Une sublime tragédie Jobsienne
S’il y a bien un film par lequel je ne m’attendais pas à être surprise, c’est bien Steve Jobs. N’étant pas du tout une Apple Addict (plutôt l’inverse), n’aimant pas spécialement l’homme dont on fait le portrait, trouvant le premier film sur Jobs version Ashton Kutcher très mauvais, étant lassée des biopics qui se ressemblent tous et ayant suivi l’histoire tumultueuse du projet, je m’attendais au pire. En effet, après l’abandon de Fincher en réalisation, puis de Sony en production, il restait une chance sur le casting : mais voilà, Christian Bale, Leonardo Di Caprio, Ben Affleck…tout le monde a fuit le projet. Pas très rassurant…
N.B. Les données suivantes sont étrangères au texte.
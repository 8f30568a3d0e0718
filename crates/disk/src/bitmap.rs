//! Bit-per-page allocation map at the head of each extent.
//!
//! Layout: `allocated_count: u32 | next_free_hint: u32 | bits`, where bit
//! `i` of the tail is set iff data page `i` of the extent is allocated.

use bytes::{Buf, BufMut};
use common::{BITMAP_CAPACITY, PAGE_SIZE};

const HEADER_BYTES: usize = 8;

/// Mutable view over the raw bytes of one bitmap page.
pub struct Bitmap<'a> {
    data: &'a mut [u8],
}

impl<'a> Bitmap<'a> {
    pub fn new(data: &'a mut [u8]) -> Self {
        debug_assert_eq!(data.len(), PAGE_SIZE);
        Self { data }
    }

    pub fn allocated_count(&self) -> u32 {
        (&self.data[0..4]).get_u32_le()
    }

    fn next_free_hint(&self) -> u32 {
        (&self.data[4..8]).get_u32_le()
    }

    fn set_allocated_count(&mut self, count: u32) {
        (&mut self.data[0..4]).put_u32_le(count);
    }

    fn set_next_free_hint(&mut self, hint: u32) {
        (&mut self.data[4..8]).put_u32_le(hint);
    }

    pub fn is_full(&self) -> bool {
        self.allocated_count() >= BITMAP_CAPACITY
    }

    pub fn is_free(&self, offset: u32) -> bool {
        debug_assert!(offset < BITMAP_CAPACITY);
        let byte = self.data[HEADER_BYTES + (offset / 8) as usize];
        byte & (1 << (offset % 8)) == 0
    }

    fn set_bit(&mut self, offset: u32, on: bool) {
        let idx = HEADER_BYTES + (offset / 8) as usize;
        let mask = 1u8 << (offset % 8);
        if on {
            self.data[idx] |= mask;
        } else {
            self.data[idx] &= !mask;
        }
    }

    /// Claims the first free page offset, maintaining the scan hint.
    pub fn allocate(&mut self) -> Option<u32> {
        if self.is_full() {
            return None;
        }
        let start = self.next_free_hint();
        let offset = (start..BITMAP_CAPACITY)
            .chain(0..start)
            .find(|&o| self.is_free(o))?;
        self.set_bit(offset, true);
        self.set_allocated_count(self.allocated_count() + 1);
        let next = (offset + 1..BITMAP_CAPACITY)
            .chain(0..offset)
            .find(|&o| self.is_free(o))
            .unwrap_or(0);
        self.set_next_free_hint(next);
        Some(offset)
    }

    /// Releases a page offset; returns false if it was already free.
    pub fn deallocate(&mut self, offset: u32) -> bool {
        if self.is_free(offset) {
            return false;
        }
        self.set_bit(offset, false);
        self.set_allocated_count(self.allocated_count() - 1);
        if offset < self.next_free_hint() {
            self.set_next_free_hint(offset);
        }
        true
    }
}

#[cfg(test)]
mod tests {
    use super::*;

    #[test]
    fn allocates_first_free_offsets_in_order() {
        let mut buf = vec![0u8; PAGE_SIZE];
        let mut bm = Bitmap::new(&mut buf);
        assert_eq!(bm.allocate(), Some(0));
        assert_eq!(bm.allocate(), Some(1));
        assert_eq!(bm.allocate(), Some(2));
        assert_eq!(bm.allocated_count(), 3);
    }

    #[test]
    fn deallocation_reopens_the_lowest_hole() {
        let mut buf = vec![0u8; PAGE_SIZE];
        let mut bm = Bitmap::new(&mut buf);
        for _ in 0..4 {
            bm.allocate();
        }
        assert!(bm.deallocate(1));
        assert!(!bm.deallocate(1));
        assert!(bm.is_free(1));
        assert_eq!(bm.allocate(), Some(1));
    }

    #[test]
    fn fills_to_capacity() {
        let mut buf = vec![0u8; PAGE_SIZE];
        let mut bm = Bitmap::new(&mut buf);
        for expect in 0..BITMAP_CAPACITY {
            assert_eq!(bm.allocate(), Some(expect));
        }
        assert!(bm.is_full());
        assert_eq!(bm.allocate(), None);
    }
}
Et puis Danny Boyle prend la barre, et s’entoure de Kate Winslet et d’un Michael Fassbender qui ne ressemble en rien à Steve Jobs. Et c’est là toute la magie du film. Car ce n’est pas un biopic, en tout cas pas comme on a l’habitude d’en voir. Le but n’est donc pas de ressembler absolument à un homme célèbre, mais de raconter des moments clés de la vie d’un homme brillant et torturé, avec ses défauts, et hanté par ses démons. Et pour faire ça, on pouvait compter sur Aaron Sorkin au scénario, celui qui nous a déjà écrit le superbe The Social Network. 200 pages de dialogues excellents, et il ne manquait plus que la réalisation de Boyle pour mettre en scène tout ça.
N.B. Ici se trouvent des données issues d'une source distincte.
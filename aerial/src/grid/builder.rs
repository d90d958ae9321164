use std::sync::Arc;

use super::TileGridManager;
use crate::config::MapConfig;
use crate::decoded_image::ImageDecoder;
use crate::error::AerialError;
use crate::event::{DummySink, EventSink};
use crate::platform::TileTransport;

/// Constructor for a [`TileGridManager`].
///
/// ```no_run
/// use aerial::config::MapConfig;
/// use aerial::event::GridEvent;
/// use aerial::grid::TileGridManagerBuilder;
///
/// let manager = TileGridManagerBuilder::new(MapConfig::default())
///     .with_sink(|event: GridEvent| println!("{event:?}"))
///     .build()?;
/// # Ok::<(), aerial::error::AerialError>(())
/// ```
pub struct TileGridManagerBuilder {
    config: MapConfig,
    transport: Option<Arc<dyn TileTransport>>,
    decoder: Option<Arc<dyn ImageDecoder>>,
    sink: Option<Arc<dyn EventSink>>,
}

impl TileGridManagerBuilder {
    /// Initializes a builder with the given configuration.
    ///
    /// The configuration is not validated here. Invalid values are reported with an error event
    /// once the manager tries to plan the grid.
    pub fn new(config: MapConfig) -> Self {
        Self {
            config,
            transport: None,
            decoder: None,
            sink: None,
        }
    }

    /// Sets the transport used to download tiles.
    ///
    /// Defaults to [`ReqwestTransport`](crate::platform::ReqwestTransport) if the `reqwest`
    /// feature is enabled. Without the feature, building the manager without a transport returns
    /// an error.
    pub fn with_transport(mut self, transport: impl TileTransport + 'static) -> Self {
        self.transport = Some(Arc::new(transport));
        self
    }

    /// Sets the decoder for downloaded and cached tiles.
    ///
    /// Defaults to [`RasterImageDecoder`](crate::decoded_image::RasterImageDecoder) if the `image`
    /// feature is enabled.
    pub fn with_decoder(mut self, decoder: impl ImageDecoder + 'static) -> Self {
        self.decoder = Some(Arc::new(decoder));
        self
    }

    /// Sets the receiver of the grid events. If not set, all events are dropped.
    pub fn with_sink(mut self, sink: impl EventSink + 'static) -> Self {
        self.sink = Some(Arc::new(sink));
        self
    }

    /// Consumes the builder and constructs the manager.
    pub fn build(self) -> Result<TileGridManager, AerialError> {
        let Self {
            config,
            transport,
            decoder,
            sink,
        } = self;

        let transport = match transport {
            Some(transport) => transport,
            None => default_transport()?,
        };
        let decoder = match decoder {
            Some(decoder) => decoder,
            None => default_decoder()?,
        };
        let sink = sink.unwrap_or_else(|| Arc::new(DummySink));

        Ok(TileGridManager::new(config, transport, decoder, sink))
    }
}

#[cfg(feature = "reqwest")]
fn default_transport() -> Result<Arc<dyn TileTransport>, AerialError> {
    Ok(Arc::new(crate::platform::ReqwestTransport::new()?))
}

#[cfg(not(feature = "reqwest"))]
fn default_transport() -> Result<Arc<dyn TileTransport>, AerialError> {
    Err(AerialError::InvalidConfig(
        "tile transport is not set".into(),
    ))
}

#[cfg(feature = "image")]
fn default_decoder() -> Result<Arc<dyn ImageDecoder>, AerialError> {
    Ok(Arc::new(crate::decoded_image::RasterImageDecoder))
}

#[cfg(not(feature = "image"))]
fn default_decoder() -> Result<Arc<dyn ImageDecoder>, AerialError> {
    Err(AerialError::InvalidConfig(
        "image decoder is not set".into(),
    ))
}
Et c’est là que ce Steve Jobs prend tout son sens. Car ici, on ne raconte pas la vie de Steve Jobs, encore moins de façon linéaire. L’oeuvre de Boyle ne sort en effet pas des coulisses de 3 conférences pendant 2h de film. Conférences (ou plutôt keynotes) qu’on ne voit même pas. Ce qui compte, ce sont les quelques minutes qui précèdent chacune de ces conférences, en coulisses, à 3 dates clés : le lancement du Macintosh en 1984, celui du NextCube en 1988 et l’iMac en 1998. Trois moments clés dans la vie de Steve Jobs qui réussissent à eux seuls à conter la vie de l’homme.
Presque tourné comme un huis-clos, le film est donc composé de 3 actes, comme dans une grande tragédie Shakespearienne, et parvient à faire monter la tension de façon incroyable. En cause : 3 façons de tourner différentes (en 16mm, en 35mm puis en numérique), 3 décors différents, 3 looks différents, et 3 styles de musiques différents qui font qu’on ne voit pas le temps passer.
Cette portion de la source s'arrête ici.